What was also amazing about this appeal involves how the state courts completely ignored federal law to deny my motions, etc. Then, the Western District tried to trick me into going back into state court to “exhaust” my issues, something that “deeply disturbed” the Sixth Circuit (pg. …. of Burton). Essentially, Magistrate … and … refused to rule on my issues in 2014 & 2016, falsely stating that I did not raise all of my issues in the state courts. Thus, they argued that I needed to file more pleadings in the state courts without the assistance of counsel, despite the fact that my main issue was that I had no appellate attorney to represent me in state court.
After the Sixth Circuit vindicated me, my new appellate attorney John Zevalking filed my appeal before filing a motion to withdraw in the trial court, which is a structural error according to MCR 6.310(D) and People v. Armisted, 295 Mich App 32 (2011). Further, this deprived me of a procedure to which I was entitled, which amounts to due process, ineffective assistance of counsel, etc. After Zevalking finished jacking rec. in Michigan’s Supreme Court, I filed a 6.500 motion on January of 2023. The trial court denied this motion on April 1, 2024, claiming that Zevalking was not ineffective, as filing “another” motion to withdraw the plea would have been frivolous because of a previous motion to withdraw that I filed.
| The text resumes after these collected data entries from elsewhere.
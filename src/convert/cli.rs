use clap::Parser;
use eyre::Result;
use log::debug;
use std::io::{self, BufRead, Write};

use crate::convert::{convert, NumberBase};
use crate::functions::read_line_lossy;
use crate::global::CONFIG;
use crate::output::{OutputFormat, Renderer};

/// Defines the CLI structure for the `convert` command.
///
/// Converts a value written in one number system into all four. When no
/// value is given, every line of standard input is converted as it arrives.
/// A value that cannot be converted is printed as `Invalid` in every field;
/// it is a displayable result, not a command failure.
#[derive(Parser)]
#[command(name = "Convert", about = "Convert a number between binary, decimal, hex and octal")]
pub struct Cli {
	/// Value to convert (reads lines from stdin when omitted)
	#[arg(required = false)]
	pub value: Option<String>,

	/// Number system of the input
	#[arg(long, short, value_enum)]
	pub from: Option<NumberBase>,

	/// Output format
	#[arg(long, short, value_enum)]
	pub output: Option<OutputFormat>,

	/// Disable colored output
	#[arg(long)]
	pub no_color: bool,
}

impl Cli {
	pub fn run(&self) -> Result<()> {
		let base = self.from.unwrap_or(CONFIG.default_base);
		let renderer = Renderer::new(
			self.output.unwrap_or(CONFIG.output),
			CONFIG.color && !self.no_color,
		);

		let stdout = io::stdout();
		let mut out = stdout.lock();
		match &self.value {
			Some(value) => {
				writeln!(out, "{}", renderer.results(&convert(value, base).display())?)?;
				Ok(())
			}
			None => {
				let stdin = io::stdin();
				convert_lines(stdin.lock(), &mut out, base, &renderer)
			}
		}
	}
}

/// Converts each line of `reader` and writes its result before reading the next.
pub fn convert_lines<R, W>(mut reader: R, out: &mut W, base: NumberBase, renderer: &Renderer) -> Result<()>
where
	R: BufRead,
	W: Write,
{
	let mut count = 0usize;
	while let Some(line) = read_line_lossy(&mut reader)? {
		if count > 0 && renderer.format != OutputFormat::Json {
			writeln!(out)?;
		}
		writeln!(out, "{}", renderer.results(&convert(&line, base).display())?)?;
		out.flush()?;
		count += 1;
	}
	debug!("converted {} line(s) from {}", count, base);
	Ok(())
}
Such an flawed analysis is ridiculous, as MCR 6.310(D) requires appellants to first raise a specific issue in the trial court before appealing the decision to the Court of Appeals. Otherwise, how can an attorney claim that the trial court abused its discretion on a claim that it never heard? The reality is, the trial court knows that I will eventually win on this claim, but he also knows that I will practically be paroled before I do (my ERD is 2029)
A few more details
My 2008 motion to withdraw my plea did not deal with the involuntary confession. Thus, it did not fulfill the MCR requirement to exhaust the issue in the trial court before appealing it. When responding to my 6.500, the Court made several “mistakes,” such as pretending that if a defendant raises ineffective assistance of counsel under one theory (e.g. coerced plea), it is the equivalent of any other ineffective assistance of counsel claim (e.g. coerced plea = failure to challenge involuntary statements). He did the same thing on the initial appeal, stating that he would not appoint new counsel since I was “not raising new issues” and he had already found my ineffective assistance of trial counsel claim meritless. This was in response to my claim that trial counsel failed to challenge involuntary statements, something I had not previously raised in his court.
Further, the Court used the Attorney Ujlaky’s testimony from the original appeal to bolster his claim that my plea was voluntary. Yes, Judge Stutesman used the Attorney that the Sixth Circuit found ineffective as a means to justify his denial without investigating the claims himself. Never mind that Ujlaky never investigated any of my claims and intentionally tried to sabotage the appeal. In other words, Stutesman used every bit of “evidence” at his disposal to dismiss my claims with as little effort as possible. How about that for being a fair referee? Usually, the adversarial system is supposed to pit the prosecutor against the defendant, but over & over in my case, its been me against the courts.